When medical mistakes occur in Massachusetts, the results can sometimes be fatal. Contrary to what many in the health care field say, many experts feel there are far more cases of medical malpractice deaths that are admitted to by health care providers. When examining the latest statistics and studies conducted on the matter, it becomes clear the numbers quoted by the health care industry are far too low.

While in 1999 the Institute of Medicine reported an estimated 98,000 patients die yearly from medical malpractice, in 2010 that number nearly doubled to 180,000 after a study conducted by the Office of Inspector General for Health and Human Services. While that number itself is startling, new numbers from the Journal of Patient Safety make any previous numbers pale in comparison. According to the Journal’s study, it’s estimated that between 210,000-440,000 patients die each year as a result of medical malpractice. If these numbers are correct, that would make medical malpractice fatalities the third-leading cause of death in the United States, trailing only heart disease and cancer.
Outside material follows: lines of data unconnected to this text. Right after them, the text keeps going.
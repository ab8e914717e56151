//! HTTP route handlers.
//!
//! Every response body carries a `success` flag; failures add an `error`
//! string alongside it.

pub mod assessments;
pub mod chat;

use crate::state::AppState;
use axum::{
    Json, Router,
    extract::{
        FromRequest, FromRequestParts,
        rejection::{JsonRejection, QueryRejection},
    },
    http::StatusCode,
    response::{IntoResponse, Response},
    routing::{get, post},
};
use medisage_core::EngineError;
use serde::Serialize;
use serde_json::json;
use std::sync::Arc;
use tracing::{error, warn};

/// Owner used when a request does not name one.
pub(crate) fn owner_or_anonymous(owner: Option<String>) -> String {
    owner
        .filter(|o| !o.trim().is_empty())
        .unwrap_or_else(|| medisage_types::ANONYMOUS_OWNER.to_string())
}

#[derive(Serialize)]
pub struct HealthResponse {
    pub status: &'static str,
    pub version: &'static str,
}

pub async fn health() -> Json<HealthResponse> {
    Json(HealthResponse {
        status: "ok",
        version: env!("CARGO_PKG_VERSION"),
    })
}

/// Failure response rendered as `{success: false, error}`.
#[derive(Debug)]
pub struct ApiError {
    pub status: StatusCode,
    pub message: String,
}

impl ApiError {
    pub fn new(status: StatusCode, message: impl Into<String>) -> Self {
        Self {
            status,
            message: message.into(),
        }
    }

    pub fn bad_request(message: impl Into<String>) -> Self {
        Self::new(StatusCode::BAD_REQUEST, message)
    }
}

impl From<EngineError> for ApiError {
    fn from(e: EngineError) -> Self {
        let status = match &e {
            EngineError::EmptyMessage | EngineError::UnsupportedVariant(_) => {
                StatusCode::BAD_REQUEST
            }
            EngineError::SessionNotFound(_) | EngineError::AssessmentNotFound(_) => {
                StatusCode::NOT_FOUND
            }
            EngineError::NotOwner(_) => StatusCode::FORBIDDEN,
            EngineError::Completion(_) => StatusCode::BAD_GATEWAY,
            _ => StatusCode::INTERNAL_SERVER_ERROR,
        };

        if status.is_server_error() {
            error!(target: "medisage::api", "Request failed: {}", e);
        } else {
            warn!(target: "medisage::api", "Request rejected ({}): {}", status.as_u16(), e);
        }
        Self::new(status, e.to_string())
    }
}

impl From<JsonRejection> for ApiError {
    fn from(rejection: JsonRejection) -> Self {
        warn!(target: "medisage::api", "Rejected request body: {}", rejection.body_text());
        Self::new(rejection.status(), rejection.body_text())
    }
}

impl From<QueryRejection> for ApiError {
    fn from(rejection: QueryRejection) -> Self {
        warn!(target: "medisage::api", "Rejected query string: {}", rejection.body_text());
        Self::new(rejection.status(), rejection.body_text())
    }
}

impl IntoResponse for ApiError {
    fn into_response(self) -> Response {
        let body = Json(json!({
            "success": false,
            "error": self.message,
        }));
        (self.status, body).into_response()
    }
}

pub type ApiResult<T> = Result<Json<T>, ApiError>;

/// JSON body extractor whose rejections use the `{success: false, error}` envelope.
#[derive(FromRequest)]
#[from_request(via(Json), rejection(ApiError))]
pub struct ApiJson<T>(pub T);

/// Query extractor with the same rejection envelope as [`ApiJson`].
#[derive(FromRequestParts)]
#[from_request(via(axum::extract::Query), rejection(ApiError))]
pub struct ApiQuery<T>(pub T);

/// All `/api` routes, with state attached.
pub fn router(state: Arc<AppState>) -> Router {
    let api = Router::new()
        .route("/chat", post(chat::send))
        .route("/chat-history", get(chat::history))
        .route("/chat/{id}", get(chat::get).delete(chat::delete))
        .route("/chat/{id}/turns", post(chat::append))
        .route("/assessments", post(assessments::submit).get(assessments::list))
        .route("/assessments/{id}", get(assessments::get))
        .route("/health", get(health));

    Router::new().nest("/api", api).with_state(state)
}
Based on the data, most of the fatalities result from errors occurring during or after surgery, improper medications being given to patients, improper dosages of medications being given, or the doctor failing to order the necessary tests needed to correctly diagnose the patient’s condition. In many hospitals, the number of medical malpractice fatalities increased with doctors who were treating far more patients who were on Medicare. While the reasons for this were not always clear, experts from the National Institute of Health noted that many of the patients were older and suffered from serious conditions prior to being admitted, so it was possible these patients did not receive as high a level of care as younger patients on other insurance plans.

Researchers at Johns Hopkins Hospital, after conducting their own study of medical malpractice fatalities, concluded that many of the deaths resulted from a lack of transparency and communication among doctors, nurses, and other staff. Improper medications, incorrect dosages of medications, and failing to have certain tests conducted were all due many times to a lack of staff communication.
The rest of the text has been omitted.